Data items:
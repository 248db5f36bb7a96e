//! Host tasks
//!
//! A task is a thread plus a control block holding its suspend and delete
//! requests. Threads the kernel did not spawn, such as a test's main thread,
//! become tasks the first time they ask for their own task.

use std::cell::RefCell;
use std::panic::{self, AssertUnwindSafe};
use std::string::String;
use std::sync::{Arc, Condvar, Mutex};
use std::thread;
use std::time::Instant;

use portable_atomic::{AtomicU64, Ordering};

use super::{lock, tick_duration, CORE};
use crate::config::{
    CFG_HOST_STACK_MIN, CFG_MAX_DELAY, CFG_MAX_PRIORITIES, CFG_PROCESSORS_NUM, CFG_TASK_NAME_LEN,
};
use crate::port::TaskEntry;
use crate::types::{Prio, Tick};

std::thread_local! {
    static CURRENT: RefCell<Option<HostTask>> = const { RefCell::new(None) };
}

static NEXT_ID: AtomicU64 = AtomicU64::new(1);

/// Unwind payload of a deleted task
struct TaskDeleted;

#[derive(Default)]
struct Requests {
    suspended: bool,
    deleted: bool,
}

struct TaskCtl {
    id: u64,
    name: String,
    prio: Prio,
    requests: Mutex<Requests>,
    wake: Condvar,
}

/// Task of the host kernel
#[derive(Clone)]
pub struct HostTask(Arc<TaskCtl>);

impl PartialEq for HostTask {
    fn eq(&self, other: &Self) -> bool {
        self.0.id == other.0.id
    }
}

impl Eq for HostTask {}

impl core::fmt::Debug for HostTask {
    fn fmt(&self, f: &mut core::fmt::Formatter<'_>) -> core::fmt::Result {
        f.debug_struct("HostTask")
            .field("id", &self.0.id)
            .field("name", &self.0.name)
            .finish()
    }
}

impl HostTask {
    fn new(name: &str, prio: Prio) -> Self {
        HostTask(Arc::new(TaskCtl {
            id: NEXT_ID.fetch_add(1, Ordering::Relaxed),
            name: truncate(name),
            prio,
            requests: Mutex::new(Requests::default()),
            wake: Condvar::new(),
        }))
    }

    /// Task of a kernel-internal thread
    pub(super) fn service(name: &str) -> Self {
        HostTask::new(name, (CFG_MAX_PRIORITIES - 1) as Prio)
    }

    pub fn name(&self) -> &str {
        &self.0.name
    }

    pub fn prio(&self) -> Prio {
        self.0.prio
    }

    pub(super) fn delete(&self) {
        lock(&self.0.requests).deleted = true;
        self.0.wake.notify_all();

        if *self == current() {
            unwind_deleted();
        }
    }

    pub(super) fn suspend(&self) {
        lock(&self.0.requests).suspended = true;

        if *self == current() {
            checkpoint();
        }
    }

    /// Returns `true` if the task was suspended
    pub(super) fn resume(&self) -> bool {
        let was_suspended = core::mem::take(&mut lock(&self.0.requests).suspended);
        self.0.wake.notify_all();
        was_suspended
    }
}

/// Keeps at most `CFG_TASK_NAME_LEN - 1` bytes, on a char boundary
fn truncate(name: &str) -> String {
    let mut end = name.len().min(CFG_TASK_NAME_LEN - 1);
    while !name.is_char_boundary(end) {
        end -= 1;
    }
    String::from(&name[..end])
}

/// Task of the calling thread, adopting the thread if needed
pub(super) fn current() -> HostTask {
    CURRENT.with(|current| {
        current
            .borrow_mut()
            .get_or_insert_with(|| HostTask::new(thread::current().name().unwrap_or("main"), 0))
            .clone()
    })
}

/// Run the calling thread as `task`
pub(super) fn bind(task: HostTask) {
    CURRENT.with(|current| *current.borrow_mut() = Some(task));
}

pub(super) fn deletion_pending() -> bool {
    CURRENT.with(|current| {
        current
            .borrow()
            .as_ref()
            .is_some_and(|task| lock(&task.0.requests).deleted)
    })
}

pub(super) fn unwind_deleted() -> ! {
    panic::resume_unwind(Box::new(TaskDeleted))
}

/// Act on pending delete and suspend requests of the calling task
pub(super) fn checkpoint() {
    let Some(task) = CURRENT.with(|current| current.borrow().clone()) else {
        return;
    };

    let mut requests = lock(&task.0.requests);
    loop {
        if requests.deleted {
            drop(requests);
            unwind_deleted();
        }
        if !requests.suspended {
            return;
        }
        requests = task.0.wake.wait(requests).unwrap_or_else(std::sync::PoisonError::into_inner);
    }
}

pub(super) fn delay(ticks: Tick) {
    if ticks == 0 {
        checkpoint();
        thread::yield_now();
        return;
    }

    let task = current();
    let deadline = (ticks != CFG_MAX_DELAY).then(|| Instant::now() + tick_duration(ticks));
    let mut requests = lock(&task.0.requests);
    loop {
        if requests.deleted {
            break;
        }
        let timeout = match deadline {
            Some(deadline) => match deadline.checked_duration_since(Instant::now()) {
                Some(left) if !left.is_zero() => left,
                _ => break,
            },
            None => tick_duration(CFG_MAX_DELAY),
        };
        requests = match task.0.wake.wait_timeout(requests, timeout) {
            Ok((requests, _)) => requests,
            Err(poisoned) => poisoned.into_inner().0,
        };
    }
    drop(requests);
    checkpoint();
}

pub(super) fn spawn(
    name: &str,
    entry: TaskEntry,
    prio: Prio,
    stack_size: usize,
    core: Option<usize>,
) -> Option<HostTask> {
    let task = HostTask::new(name, prio);
    let core = core.unwrap_or((task.0.id as usize) % CFG_PROCESSORS_NUM);
    let me = task.clone();

    let spawned = thread::Builder::new()
        .name(String::from(task.name()))
        .stack_size(stack_size.max(CFG_HOST_STACK_MIN))
        .spawn(move || {
            CORE.with(|id| id.set(core));
            let id = me.0.id;
            bind(me);
            crate::trace!("host: task {} running on core {}", id, core);

            let outcome = panic::catch_unwind(AssertUnwindSafe(|| {
                checkpoint();
                entry();
            }));
            match outcome {
                Ok(()) => {
                    crate::trace!("host: task {} returned", id);
                }
                Err(payload) if payload.is::<TaskDeleted>() => {
                    crate::trace!("host: task {} deleted", id);
                }
                Err(payload) => panic::resume_unwind(payload),
            }
        });

    spawned.ok().map(|_| task)
}
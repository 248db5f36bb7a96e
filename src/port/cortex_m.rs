//! Cortex-M CPU port
//!
//! Interrupt masking through PRIMASK, interrupt detection through IPSR and
//! a PendSV request for the deferred context switch. A kernel binding for a
//! Cortex-M target implements the CPU half of [`Kernel`](super::Kernel) with
//! these functions.

use cortex_m::interrupt;
use cortex_m::register::primask;

use crate::types::IrqState;

#[cfg(not(feature = "std"))]
mod cs_impl {
    use cortex_m::interrupt;
    use cortex_m::register::primask;
    use critical_section::{set_impl, Impl, RawRestoreState};

    struct SingleCoreCriticalSection;
    set_impl!(SingleCoreCriticalSection);

    unsafe impl Impl for SingleCoreCriticalSection {
        unsafe fn acquire() -> RawRestoreState {
            let was_active = primask::read().is_active();
            interrupt::disable();
            was_active
        }

        unsafe fn release(was_active: RawRestoreState) {
            if was_active {
                unsafe { interrupt::enable() }
            }
        }
    }
}

/// Mask interrupts and report whether they were enabled
#[inline(always)]
pub fn irq_save() -> IrqState {
    let was_active = primask::read().is_active();
    interrupt::disable();
    IrqState::from_enabled(was_active)
}

/// Unmask interrupts if `state` says they were enabled
#[inline(always)]
pub fn irq_restore(state: IrqState) {
    if state.was_enabled() {
        unsafe { interrupt::enable() }
    }
}

/// Check if currently executing in an exception handler
#[inline]
pub fn in_isr() -> bool {
    let ipsr: u32;
    unsafe {
        core::arch::asm!(
            "mrs {}, IPSR",
            out(reg) ipsr,
            options(nomem, nostack, preserves_flags)
        );
    }
    ipsr != 0
}

/// Pend a context switch that runs once the current interrupt returns
#[inline(always)]
pub fn yield_from_isr() {
    cortex_m::peripheral::SCB::set_pendsv();
}
//! Handle registry
//!
//! Every object the layer hands out lives in a slot table and is named by a
//! word-sized token packing the slot index with a generation counter. Freeing
//! a slot bumps its generation, so a handle to a deleted object can never
//! reach whatever reuses the slot.

use alloc::vec::Vec;
use core::cell::RefCell;
use core::num::NonZeroUsize;

use critical_section::Mutex;

use crate::error::{EsposError, EsposResult};

const INDEX_BITS: u32 = 16;
const INDEX_MASK: usize = (1 << INDEX_BITS) - 1;
const GEN_MAX: usize = usize::MAX >> INDEX_BITS;

/// Slot index plus generation, never zero
#[derive(Debug, Clone, Copy, PartialEq, Eq, Hash)]
pub(crate) struct RawHandle(NonZeroUsize);

impl RawHandle {
    fn new(index: usize, gen: usize) -> Self {
        debug_assert!(index <= INDEX_MASK && gen != 0);
        // gen is never zero, so neither is the packed value
        RawHandle(NonZeroUsize::new((gen << INDEX_BITS) | index).unwrap_or(NonZeroUsize::MIN))
    }

    pub(crate) fn from_raw(raw: usize) -> Option<Self> {
        if raw >> INDEX_BITS == 0 {
            return None;
        }
        NonZeroUsize::new(raw).map(RawHandle)
    }

    #[inline(always)]
    pub(crate) fn get(self) -> usize {
        self.0.get()
    }

    #[inline(always)]
    fn index(self) -> usize {
        self.0.get() & INDEX_MASK
    }

    #[inline(always)]
    fn gen(self) -> usize {
        self.0.get() >> INDEX_BITS
    }
}

macro_rules! handle_type {
    ($(#[$meta:meta])* $name:ident) => {
        $(#[$meta])*
        #[derive(Debug, Clone, Copy, PartialEq, Eq, Hash)]
        pub struct $name(pub(crate) $crate::core::registry::RawHandle);

        impl $name {
            /// Raw word-sized token, never `OBJ_NONE`
            #[inline]
            pub fn as_raw(self) -> usize {
                self.0.get()
            }

            /// Rebuild a handle from a raw token
            ///
            /// Only validates the shape of the token; whether it still names
            /// a live object is checked by every operation.
            #[inline]
            pub fn from_raw(raw: usize) -> Option<Self> {
                $crate::core::registry::RawHandle::from_raw(raw).map($name)
            }
        }
    };
}

pub(crate) use handle_type;

enum SlotState<T> {
    Free,
    Reserved,
    Occupied(T),
}

struct Slot<T> {
    gen: usize,
    state: SlotState<T>,
}

struct Slots<T> {
    slots: Vec<Slot<T>>,
    free: Vec<usize>,
}

impl<T> Slots<T> {
    #[cfg(test)]
    fn live(&self, handle: RawHandle) -> Option<&Slot<T>> {
        self.slots
            .get(handle.index())
            .filter(|slot| slot.gen == handle.gen())
    }

    fn live_mut(&mut self, handle: RawHandle) -> Option<&mut Slot<T>> {
        self.slots
            .get_mut(handle.index())
            .filter(|slot| slot.gen == handle.gen())
    }

    fn reserve(&mut self) -> EsposResult<RawHandle> {
        if let Some(index) = self.free.pop() {
            let slot = &mut self.slots[index];
            slot.state = SlotState::Reserved;
            return Ok(RawHandle::new(index, slot.gen));
        }

        let index = self.slots.len();
        if index > INDEX_MASK {
            return Err(EsposError::OutOfMemory);
        }
        self.slots
            .try_reserve(1)
            .map_err(|_| EsposError::OutOfMemory)?;
        self.free
            .try_reserve(index + 1 - self.free.len())
            .map_err(|_| EsposError::OutOfMemory)?;
        self.slots.push(Slot { gen: 1, state: SlotState::Reserved });
        Ok(RawHandle::new(index, 1))
    }

    fn release(&mut self, handle: RawHandle) -> Option<T> {
        let slot = self.live_mut(handle)?;
        let old = core::mem::replace(&mut slot.state, SlotState::Free);
        if let SlotState::Free = old {
            return None;
        }
        slot.gen = if slot.gen == GEN_MAX { 1 } else { slot.gen + 1 };
        // capacity for every index was reserved when the slot was created
        self.free.push(handle.index());
        match old {
            SlotState::Occupied(value) => Some(value),
            _ => None,
        }
    }
}

/// Slot table for one object kind
pub(crate) struct Registry<T> {
    inner: Mutex<RefCell<Slots<T>>>,
}

impl<T> Registry<T> {
    pub(crate) const fn new() -> Self {
        Registry {
            inner: Mutex::new(RefCell::new(Slots {
                slots: Vec::new(),
                free: Vec::new(),
            })),
        }
    }

    fn with_slots<R>(&self, f: impl FnOnce(&mut Slots<T>) -> R) -> R {
        critical_section::with(|cs| f(&mut self.inner.borrow_ref_mut(cs)))
    }

    /// Claim a slot whose value is supplied later by [`Registry::fill`]
    pub(crate) fn reserve(&self) -> EsposResult<RawHandle> {
        self.with_slots(|slots| slots.reserve())
    }

    /// Store the value of a reserved slot
    ///
    /// Gives the value back if the reservation was released meanwhile.
    pub(crate) fn fill(&self, handle: RawHandle, value: T) -> Result<(), T> {
        self.with_slots(|slots| match slots.live_mut(handle) {
            Some(slot) if matches!(slot.state, SlotState::Reserved) => {
                slot.state = SlotState::Occupied(value);
                Ok(())
            }
            _ => Err(value),
        })
    }

    pub(crate) fn insert(&self, value: T) -> EsposResult<RawHandle> {
        self.with_slots(|slots| {
            let handle = slots.reserve()?;
            if let Some(slot) = slots.live_mut(handle) {
                slot.state = SlotState::Occupied(value);
            }
            Ok(handle)
        })
    }

    /// Free a slot, reserved or occupied, returning its value
    pub(crate) fn remove(&self, handle: RawHandle) -> Option<T> {
        self.with_slots(|slots| slots.release(handle))
    }

    pub(crate) fn with<R>(&self, handle: RawHandle, f: impl FnOnce(&mut T) -> R) -> Option<R> {
        self.with_slots(|slots| match slots.live_mut(handle) {
            Some(Slot { state: SlotState::Occupied(value), .. }) => Some(f(value)),
            _ => None,
        })
    }

    #[cfg(test)]
    pub(crate) fn contains(&self, handle: RawHandle) -> bool {
        self.with_slots(|slots| {
            matches!(slots.live(handle), Some(Slot { state: SlotState::Occupied(_), .. }))
        })
    }

    /// Handle of the first occupied slot matching `pred`, or of `value`
    /// freshly inserted when none does
    pub(crate) fn find_or_insert(
        &self,
        pred: impl Fn(&T) -> bool,
        value: impl FnOnce() -> T,
    ) -> EsposResult<RawHandle> {
        self.with_slots(|slots| {
            let found = slots.slots.iter().enumerate().find_map(|(index, slot)| match &slot.state {
                SlotState::Occupied(v) if pred(v) => Some(RawHandle::new(index, slot.gen)),
                _ => None,
            });
            if let Some(handle) = found {
                return Ok(handle);
            }
            let handle = slots.reserve()?;
            if let Some(slot) = slots.live_mut(handle) {
                slot.state = SlotState::Occupied(value());
            }
            Ok(handle)
        })
    }

    /// Number of occupied slots
    #[cfg(test)]
    pub(crate) fn len(&self) -> usize {
        self.with_slots(|slots| {
            slots
                .slots
                .iter()
                .filter(|slot| matches!(slot.state, SlotState::Occupied(_)))
                .count()
        })
    }
}

impl<T: Clone> Registry<T> {
    pub(crate) fn get(&self, handle: RawHandle) -> Option<T> {
        self.with(handle, |value| value.clone())
    }
}

#[cfg(all(test, feature = "std"))]
mod tests {
    use super::*;

    #[test]
    fn stale_handle_misses_reused_slot() {
        let reg: Registry<u32> = Registry::new();
        let a = reg.insert(7).unwrap();
        assert_eq!(reg.remove(a), Some(7));

        let b = reg.insert(9).unwrap();
        assert_eq!(a.index(), b.index());
        assert_ne!(a, b);
        assert_eq!(reg.get(a), None);
        assert_eq!(reg.get(b), Some(9));
        assert_eq!(reg.remove(a), None);
        assert_eq!(reg.len(), 1);
    }

    #[test]
    fn fill_after_release_hands_value_back() {
        let reg: Registry<u32> = Registry::new();
        let h = reg.reserve().unwrap();
        assert!(!reg.contains(h));
        assert_eq!(reg.remove(h), None);
        assert_eq!(reg.fill(h, 3), Err(3));

        let h = reg.reserve().unwrap();
        assert_eq!(reg.fill(h, 4), Ok(()));
        assert!(reg.contains(h));
    }

    #[test]
    fn find_or_insert_reuses_match() {
        let reg: Registry<u32> = Registry::new();
        let a = reg.find_or_insert(|v| *v == 5, || 5).unwrap();
        let b = reg.find_or_insert(|v| *v == 5, || 5).unwrap();
        assert_eq!(a, b);
        assert_eq!(reg.len(), 1);
    }

    #[test]
    fn raw_tokens_round_trip() {
        let reg: Registry<u32> = Registry::new();
        let h = reg.insert(1).unwrap();
        assert_eq!(RawHandle::from_raw(h.get()), Some(h));
        assert_eq!(RawHandle::from_raw(0), None);
        assert_eq!(RawHandle::from_raw(3), None);
    }
}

## WORK TO BE COMPLETED:
Write out the records exactly, starting at the first line and stopping after the line that contains "their own task.".

## TASK SOLUTION:
repository 248db5f36bb7a96e
//! Host tasks
//!
//! A task is a thread plus a control block holding its suspend and delete
//! requests. Threads the kernel did not spawn, such as a test's main thread,
//! become tasks the first time they ask for their own task.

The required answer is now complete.